> **THE PROBLEM**: Locate the word "PathBuf" in the data below, then copy every line that holds it.

(Saved entries)
-- Opening Marker --
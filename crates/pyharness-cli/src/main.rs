use std::io::{self, Read};
use std::path::{Path, PathBuf};

use anyhow::{bail, Context, Result};
use clap::{Parser, Subcommand};
use pyharness::{
    BackendClient, Coordinator, ExecutionRequest, HarnessConfig, LegacyJudge, QuestionPage, QuestionSession,
};
use tracing::{debug, info};
use tracing_subscriber::EnvFilter;

/// Run learner Python code and question test suites in the sandbox.
#[derive(Parser, Debug)]
#[command(name = "pyharness-cli", about = "Run Python code and question tests in a sandbox, emitting JSON")]
struct Cli {
    /// Per-run timeout in milliseconds (overrides PYHARNESS_TIMEOUT_MS)
    #[arg(long, global = true, value_parser = clap::value_parser!(u64).range(1..))]
    timeout_ms: Option<u64>,

    /// Backend base URL (overrides PYHARNESS_BACKEND_URL)
    #[arg(long, global = true)]
    backend_url: Option<String>,

    /// CSRF token sent with backend requests (overrides PYHARNESS_CSRF_TOKEN)
    #[arg(long, global = true)]
    csrf_token: Option<String>,

    #[command(subcommand)]
    command: Commands,
}

#[derive(Subcommand, Debug)]
enum Commands {
    /// Execute one snippet and print the execution result
    Exec {
        /// Read Python source from file instead of stdin
        #[arg(long)]
        file: Option<PathBuf>,

        /// Run as a program, feeding this file's lines to input()
        #[arg(long)]
        stdin_file: Option<PathBuf>,
    },

    /// Run a question page's test cases and print the run report
    Run {
        /// Question page JSON
        #[arg(long)]
        question: PathBuf,

        /// Answer file: editor code, or an indented layout for Parsons questions
        #[arg(long)]
        answer: Option<PathBuf>,

        /// Record the attempt with the backend after running
        #[arg(long, default_value = "false")]
        submit: bool,
    },

    /// Send code to the style checker
    Style {
        /// Read Python source from file instead of stdin
        #[arg(long)]
        file: Option<PathBuf>,
    },

    /// Evaluate code on the remote judge used by older question pages
    Judge {
        /// Question id on the site
        #[arg(long)]
        question_id: u64,

        /// Read the submission from file instead of stdin
        #[arg(long)]
        file: Option<PathBuf>,

        /// The submission is an input: run the reference solution on it and
        /// judge the question's buggy program against the result
        #[arg(long, default_value = "false")]
        against_solution: bool,
    },
}

fn main() -> Result<()> {
    dotenvy::dotenv().ok();

    tracing_subscriber::fmt()
        .with_env_filter(EnvFilter::try_from_default_env().unwrap_or_else(|_| EnvFilter::new("info")))
        .with_writer(io::stderr)
        .init();

    let cli = Cli::parse();
    let mut config = HarnessConfig::from_env().context("Failed to load configuration from environment")?;
    if let Some(timeout_ms) = cli.timeout_ms {
        config.sandbox.timeout_ms = timeout_ms;
    }
    if let Some(url) = cli.backend_url {
        config.backend_url = Some(url);
    }
    if let Some(token) = cli.csrf_token {
        config.csrf_token = Some(token);
    }
    debug!(sandbox = ?config.sandbox, backend = ?config.backend_url, "configuration loaded");

    match cli.command {
        Commands::Exec { file, stdin_file } => exec(&config, file.as_deref(), stdin_file.as_deref()),
        Commands::Run {
            question,
            answer,
            submit,
        } => run(&config, &question, answer.as_deref(), submit),
        Commands::Style { file } => style(&config, file.as_deref()),
        Commands::Judge {
            question_id,
            file,
            against_solution,
        } => judge(&config, question_id, file.as_deref(), against_solution),
    }
}

fn read_source(file: Option<&Path>) -> Result<String> {
    match file {
        Some(path) => {
            std::fs::read_to_string(path).with_context(|| format!("Failed to read {}", path.display()))
        }
        None => {
            let mut buf = String::new();
            io::stdin()
                .read_to_string(&mut buf)
                .context("Failed to read Python source from stdin")?;
            Ok(buf)
        }
    }
}

fn backend(config: &HarnessConfig) -> Result<BackendClient> {
    let Some(url) = config.backend_url.as_deref() else {
        bail!("No backend configured; set PYHARNESS_BACKEND_URL or pass --backend-url");
    };
    let token = config.csrf_token.clone().unwrap_or_default();
    BackendClient::new(url, token).context("Failed to create backend client")
}

fn print_json<T: serde::Serialize>(value: &T) -> Result<()> {
    let json = serde_json::to_string(value).context("Failed to serialize output")?;
    println!("{json}");
    Ok(())
}

/// Errors in the learner's code are part of the JSON, never the exit code.
fn exec(config: &HarnessConfig, file: Option<&Path>, stdin_file: Option<&Path>) -> Result<()> {
    let code = read_source(file)?;
    let timeout_ms = config.sandbox.timeout_ms;
    let request = match stdin_file {
        Some(path) => {
            let input = std::fs::read_to_string(path)
                .with_context(|| format!("Failed to read {}", path.display()))?;
            ExecutionRequest::program(code, input.lines().map(str::to_owned).collect(), timeout_ms)
        }
        None => ExecutionRequest::function(code, timeout_ms),
    };

    let mut coordinator = Coordinator::new(config.sandbox.clone());
    let result = coordinator.run_one(&request);
    print_json(&result)
}

fn run(config: &HarnessConfig, question: &Path, answer: Option<&Path>, submit: bool) -> Result<()> {
    let page_json = std::fs::read_to_string(question)
        .with_context(|| format!("Failed to read {}", question.display()))?;
    let page: QuestionPage = serde_json::from_str(&page_json).context("Failed to parse question page")?;

    let coordinator = Coordinator::new(config.sandbox.clone());
    let mut session = QuestionSession::open(page, coordinator, config.sandbox.timeout_ms)
        .context("Failed to load question")?;
    if submit {
        session = session.with_recorder(Box::new(backend(config)?));
    }
    if let Some(path) = answer {
        let text = read_source(Some(path))?;
        session.set_answer_text(&text).context("Answer rejected")?;
    }

    let report = if submit {
        session.on_submit()
    } else {
        session.on_run_clicked()
    };
    info!(tests = report.rows.len(), banner = report.banner_text, "run finished");
    print_json(report)
}

fn style(config: &HarnessConfig, file: Option<&Path>) -> Result<()> {
    let code = read_source(file)?;
    let client = backend(config)?;
    let report = client.check_style(&code).context("Style check failed")?;
    print_json(&report)
}

fn judge(config: &HarnessConfig, question_id: u64, file: Option<&Path>, against_solution: bool) -> Result<()> {
    let submission = read_source(file)?;
    let judge = LegacyJudge::new(backend(config)?, question_id);
    let outcome = if against_solution {
        judge.check_against_solution(&submission)
    } else {
        judge.evaluate(&submission)
    }
    .context("Remote evaluation failed")?;
    info!(question = question_id, passed = outcome.all_correct(), "remote evaluation finished");
    print_json(&outcome)
}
-- Closing Marker --
> **OUTPUT FOR THIS TASK**:
use std::path::{Path, PathBuf};
        file: Option<PathBuf>,
        stdin_file: Option<PathBuf>,
        question: PathBuf,
        answer: Option<PathBuf>,
        file: Option<PathBuf>,
        file: Option<PathBuf>,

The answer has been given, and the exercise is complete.